I've used AWS before in corporate work, and I have to say I was very
unimpressed with it. The prices for what you get are exorbitantly high. I've
heard people say "they are affordable for corporate standards", but my
reaction to that is just that their previous hosts were even worse about it.
Every hosting solution I have had other than AWS has been cheaper.

More importantly to me than price though is the knowledge. I really don't like
that AWS is a "black box" of mystery meat. I don't know how most of the
systems are implemented under the hood, which means I can't predict what the
failure points are and what I'm implementing. The way I would compile
capabilities of AWS systems together was through anecdotal information via
blog posts.
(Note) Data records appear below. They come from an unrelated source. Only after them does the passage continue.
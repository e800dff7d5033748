//! Request header forwarding policy.
//!
//! | Header                          | Action                     |
//! |---------------------------------|----------------------------|
//! | `Connection`, `Proxy-Connection`| value rewritten to `close` |
//! | `Host`                          | forwarded unchanged        |
//! | `User-Agent`, `Cookie`, `Keep-Alive` | dropped               |
//! | anything else                   | forwarded verbatim         |

use crate::protocol::{classify_header, header_name, HeaderKind, Request};
use std::borrow::Cow;

/// Applies the forwarding policy to one raw header line.
///
/// Returns the line to send to the origin, or `None` if it is suppressed.
/// Forwarded lines keep their original terminator; rewritten ones end in CRLF.
pub fn forward_header(line: &str) -> Option<Cow<'_, str>> {
    match classify_header(line) {
        HeaderKind::Connection | HeaderKind::ProxyConnection => {
            let name = header_name(line).unwrap_or(line);
            Some(Cow::Owned(format!("{}: close\r\n", name)))
        }
        HeaderKind::UserAgent | HeaderKind::Cookie | HeaderKind::KeepAlive => None,
        HeaderKind::Host | HeaderKind::Other => Some(Cow::Borrowed(line)),
    }
}

/// Filters a client's header block down to what the origin receives.
pub fn filter_request_headers<S: AsRef<str>>(headers: &[S]) -> impl Iterator<Item = Cow<'_, str>> {
    headers.iter().filter_map(|line| forward_header(line.as_ref()))
}

/// Renders the full request head sent to the origin: the downgraded
/// request line, the filtered headers, and the closing blank line.
pub fn render_origin_request<S: AsRef<str>>(request: &Request, headers: &[S]) -> String {
    let mut head = request.origin_request_line();
    for line in filter_request_headers(headers) {
        head.push_str(&line);
    }
    head.push_str("\r\n");
    head
}

#[cfg(test)]
mod tests {
    use super::*;
    use crate::protocol::{parse_request_line, resolve_request};

    #[test]
    fn test_connection_headers_rewritten_to_close() {
        assert_eq!(
            forward_header("Connection: keep-alive\r\n").as_deref(),
            Some("Connection: close\r\n")
        );
        assert_eq!(
            forward_header("Proxy-Connection: keep-alive\r\n").as_deref(),
            Some("Proxy-Connection: close\r\n")
        );
        assert_eq!(
            forward_header("connection:Upgrade\r\n").as_deref(),
            Some("connection: close\r\n")
        );
    }

    #[test]
    fn test_suppressed_headers() {
        assert_eq!(forward_header("User-Agent: foo\r\n"), None);
        assert_eq!(forward_header("Cookie: bar\r\n"), None);
        assert_eq!(forward_header("Keep-Alive: 300\r\n"), None);
    }

    #[test]
    fn test_verbatim_headers() {
        assert_eq!(
            forward_header("Host: example.com\r\n").as_deref(),
            Some("Host: example.com\r\n")
        );
        assert_eq!(
            forward_header("X-Custom: baz\r\n").as_deref(),
            Some("X-Custom: baz\r\n")
        );
    }

    #[test]
    fn test_filter_header_block() {
        let headers = [
            "User-Agent: foo\r\n",
            "Cookie: bar\r\n",
            "Connection: keep-alive\r\n",
            "X-Custom: baz\r\n",
        ];

        let forwarded: Vec<_> = filter_request_headers(&headers).collect();
        assert_eq!(forwarded, vec!["Connection: close\r\n", "X-Custom: baz\r\n"]);
    }

    #[test]
    fn test_render_origin_request() {
        let headers = vec![
            "Host: example.com\r\n".to_string(),
            "User-Agent: foo\r\n".to_string(),
            "Proxy-Connection: keep-alive\r\n".to_string(),
            "Accept: */*\r\n".to_string(),
        ];
        let line = parse_request_line("GET http://example.com/a.html HTTP/1.1\r\n").unwrap();
        let request = resolve_request(line, &headers).unwrap();

        assert_eq!(
            render_origin_request(&request, &headers),
            "GET /a.html HTTP/1.0\r\n\
             Host: example.com\r\n\
             Proxy-Connection: close\r\n\
             Accept: */*\r\n\
             \r\n"
        );
    }
}
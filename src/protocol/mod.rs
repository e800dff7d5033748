//! HTTP Request Parsing
//!
//! This module holds the stateless half of the proxy: the framing types and
//! the pure functions that resolve a client request into an origin
//! host, port and path.
//!
//! ## Modules
//!
//! - `types`: `Request`, `HeaderKind` and framing constants
//! - `parser`: request line, authority and header parsing
//!
//! ## Example
//!
//! ```
//! use proxycache::protocol::{parse_request_line, resolve_request};
//!
//! let line = parse_request_line("GET http://example.com:8080/a.html HTTP/1.1\r\n").unwrap();
//! let request = resolve_request(line, &["Host: example.com:8080\r\n"]).unwrap();
//!
//! assert_eq!(request.host, "example.com");
//! assert_eq!(request.port, 8080);
//! assert_eq!(request.origin_request_line(), "GET /a.html HTTP/1.0\r\n");
//! ```

pub mod parser;
pub mod types;

// Re-export commonly used types for convenience
pub use parser::{
    classify_header, header_name, header_value, is_absolute_uri, parse_request_line,
    resolve_request, split_authority, ParseError, ParseResult,
};
pub use types::{
    is_blank_line, Authority, HeaderKind, Request, RequestLine, CRLF, DEFAULT_ORIGIN_PORT,
    HTTP_1_0, MAX_LINE_LENGTH,
};
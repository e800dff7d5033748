//! Worker Pool
//!
//! A fixed set of long-lived workers, started once. Each worker loops
//! forever: take one connection from the queue, run a full proxy
//! transaction on it, close it, repeat.
//!
//! ## Worker Lifecycle
//!
//! ```text
//! ┌────────────────────────────────────┐
//! │            Worker loop             │
//! │                                    │
//! │  pop() ──> Proxy::serve() ──> drop │
//! │    ▲                           │   │
//! │    └───────────────────────────┘   │
//! └────────────────────────────────────┘
//!          │ queue closed
//!          ▼
//!       worker exits
//! ```
//!
//! Transaction errors never leave `Proxy::serve`. A worker that panics
//! (for instance on a poisoned cache lock) is reported by
//! [`WorkerPool::wait`] so the process can stop instead of running on with
//! a torn cache.

use crate::pool::queue::QueueReceiver;
use crate::relay::{Connect, Proxy};
use std::net::SocketAddr;
use std::sync::Arc;
use thiserror::Error;
use tokio::io::{AsyncRead, AsyncWrite};
use tokio::net::TcpStream;
use tokio::task::JoinSet;
use tracing::{debug, error, info, trace};

/// An accepted client connection waiting for a worker.
#[derive(Debug)]
pub struct ClientConnection<S = TcpStream> {
    /// The client-facing stream, owned exclusively by one worker once dequeued
    pub stream: S,
    /// Client's address (for logging)
    pub peer: SocketAddr,
}

impl<S> ClientConnection<S> {
    pub fn new(stream: S, peer: SocketAddr) -> Self {
        Self { stream, peer }
    }
}

/// Errors surfaced by the pool.
#[derive(Debug, Error)]
pub enum PoolError {
    /// A worker panicked; shared state may be inconsistent
    #[error("worker panicked: {0}")]
    WorkerPanicked(String),
}

/// The running set of workers.
///
/// Dropping the pool aborts every worker.
#[derive(Debug)]
pub struct WorkerPool {
    workers: JoinSet<()>,
    size: usize,
}

impl WorkerPool {
    /// Starts `size` workers consuming `queue` and serving with `proxy`.
    pub fn start<C, S>(
        size: usize,
        queue: QueueReceiver<ClientConnection<S>>,
        proxy: Arc<Proxy<C>>,
    ) -> Self
    where
        C: Connect,
        S: AsyncRead + AsyncWrite + Unpin + Send + 'static,
    {
        let mut workers = JoinSet::new();
        for id in 0..size {
            workers.spawn(worker_loop(id, queue.clone(), Arc::clone(&proxy)));
        }

        info!(workers = size, "Worker pool started");
        Self { workers, size }
    }

    /// Number of workers the pool was started with.
    pub fn size(&self) -> usize {
        self.size
    }

    /// Waits until every worker has exited.
    ///
    /// Workers only exit once the queue is closed, so under normal operation
    /// this never returns `Ok`. It returns an error as soon as any worker
    /// panics.
    pub async fn wait(&mut self) -> Result<(), PoolError> {
        while let Some(result) = self.workers.join_next().await {
            match result {
                Ok(()) => {}
                Err(e) if e.is_panic() => {
                    error!(error = %e, "Worker panicked");
                    return Err(PoolError::WorkerPanicked(e.to_string()));
                }
                Err(e) => debug!(error = %e, "Worker cancelled"),
            }
        }
        Ok(())
    }

    /// Aborts every worker, dropping whatever connections they hold.
    pub fn shutdown(&mut self) {
        self.workers.abort_all();
        info!("Worker pool stopped");
    }
}

/// The per-worker loop: dequeue, serve, close, repeat.
async fn worker_loop<C, S>(
    id: usize,
    queue: QueueReceiver<ClientConnection<S>>,
    proxy: Arc<Proxy<C>>,
) where
    C: Connect,
    S: AsyncRead + AsyncWrite + Unpin + Send + 'static,
{
    debug!(worker = id, "Worker started");

    while let Some(conn) = queue.pop().await {
        trace!(worker = id, client = %conn.peer, "Dequeued connection");
        proxy.serve(conn.stream, conn.peer).await;
    }

    debug!(worker = id, "Connection queue closed, worker exiting");
}
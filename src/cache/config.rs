//! Cache sizing limits.

use thiserror::Error;

/// Largest body that will be cached (100 KB)
pub const DEFAULT_MAX_OBJECT_SIZE: usize = 102_400;

/// Global byte budget for all cached bodies (~1 MB)
pub const DEFAULT_MAX_CACHE_SIZE: usize = 1_049_000;

/// Ceiling on the number of cached entries
pub const DEFAULT_MAX_ENTRIES: usize = 4096;

/// Limits applied by the [`Cache`](crate::cache::Cache).
#[derive(Debug, Clone, Copy, PartialEq, Eq)]
pub struct CacheConfig {
    /// Per-object cap in bytes; larger bodies are never cached
    pub max_object_size: usize,
    /// Global capacity in bytes across all entries
    pub max_cache_size: usize,
    /// Maximum number of entries regardless of their size
    pub max_entries: usize,
}

impl Default for CacheConfig {
    fn default() -> Self {
        Self {
            max_object_size: DEFAULT_MAX_OBJECT_SIZE,
            max_cache_size: DEFAULT_MAX_CACHE_SIZE,
            max_entries: DEFAULT_MAX_ENTRIES,
        }
    }
}

impl CacheConfig {
    /// Checks that the limits are usable together.
    pub fn validate(&self) -> Result<(), CacheConfigError> {
        if self.max_object_size == 0 {
            return Err(CacheConfigError::ZeroObjectSize);
        }
        if self.max_entries == 0 {
            return Err(CacheConfigError::ZeroEntries);
        }
        if self.max_object_size > self.max_cache_size {
            return Err(CacheConfigError::ObjectLargerThanCache {
                object: self.max_object_size,
                cache: self.max_cache_size,
            });
        }
        Ok(())
    }
}

/// Invalid cache limits.
#[derive(Debug, Error, Clone, PartialEq, Eq)]
pub enum CacheConfigError {
    #[error("max object size must be greater than zero")]
    ZeroObjectSize,

    #[error("max entries must be greater than zero")]
    ZeroEntries,

    #[error("max object size ({object} bytes) exceeds cache size ({cache} bytes)")]
    ObjectLargerThanCache { object: usize, cache: usize },
}
//! Origin connections.
//!
//! The relay never opens sockets itself; it asks a [`Connect`]
//! implementation for a byte stream to `host:port`. Production uses
//! [`TcpConnector`], tests substitute their own.

use std::future::Future;
use std::io;
use tokio::io::{AsyncRead, AsyncWrite};
use tokio::net::TcpStream;
use tracing::trace;

/// Opens a byte stream to an origin server.
pub trait Connect: Send + Sync + 'static {
    /// The stream type handed back to the relay
    type Stream: AsyncRead + AsyncWrite + Unpin + Send + 'static;

    /// Connects to `host:port`, resolving the host name if needed.
    fn connect(&self, host: &str, port: u16)
        -> impl Future<Output = io::Result<Self::Stream>> + Send;
}

/// Connects to origins over TCP, any address family.
#[derive(Debug, Clone, Copy, Default)]
pub struct TcpConnector;

impl Connect for TcpConnector {
    type Stream = TcpStream;

    async fn connect(&self, host: &str, port: u16) -> io::Result<TcpStream> {
        let stream = TcpStream::connect((host, port)).await?;
        stream.set_nodelay(true)?;
        trace!(host = host, port = port, "Connected to origin");
        Ok(stream)
    }
}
We would have servers fail and be given no explanation as to why.
And many of the interfaces are proprietary, which means that moving to an
alternative is not an option. Not to mention the APIs are not particularly
stellar (a lot of XML). The only options for persistent storage are network
drives and local disks that go away on shutdown, which is not a particularly
good choice of options.

With OVH, I get a server. I know what a server is, how to back it up, and what
its fail points are. If OVH does something I don't agree with, I can move to
another company and have exactly the same environment.

I'm not saying AWS is useless (again, I've used it for corporate environments
before), but it's hard to justify the high cost when you're on a budget,
especially when you can't even determine if the tradeoff is worth it.

------
jakejake
My current startup is using AWS for everything and I have to admit I was eager
to get my hands on it since it seems to me that familiarity with AWS will be a
good thing for me personally and professionally.

I almost get a sense that people are signing up for AWS because, well I'm not
positive about this, but it seems like its trendy. Possibly some startups
don't realize AWS is just providing you with pre-installed systems that you
can easily install yourself? I don't think it's a bad decision necessarily
because depending on your size you may not want to devote any time to
configuring servers. Maybe some people who have made that choice could set me
straight?

My gut is telling me that, for my current situation, the main benefit of AWS -
the automatic scaling - will be quite expensive that by the time we actually
do need to scale. So we will be probably looking elsewhere for hosting at some
point int the future. Much like the article suggests.

------
mrinterweb
What about OpenStack? OpenStack seems like the best of both worlds with being
able to manage both your own hardware as well as burst to your OpenStack
host's resources on demand. There are multiple OpenStack providers like
Rackspace, HP, and many more. This means that if you don't like one provider,
you can easily move to another OpenStack provider without being locked into 15
different AWS services. You may need to schlep your physical servers to a
different datacenter, but that is still easier than decoupling your service
from AWS.

From experience, I have seem that the price of performance on AWS is much
higher than companies that buy their own hardware. Knowing what resources your
service needs as a baseline can be helpful when picking which machines should
be reserved instances, but still you may as well just buy your own hardware if
you want the best perfomance/price.

------
bowlofpetunias
AWS is a great place to start if you're not yet sure what resources and scale
you need. You can play with various solutions and easily scale up.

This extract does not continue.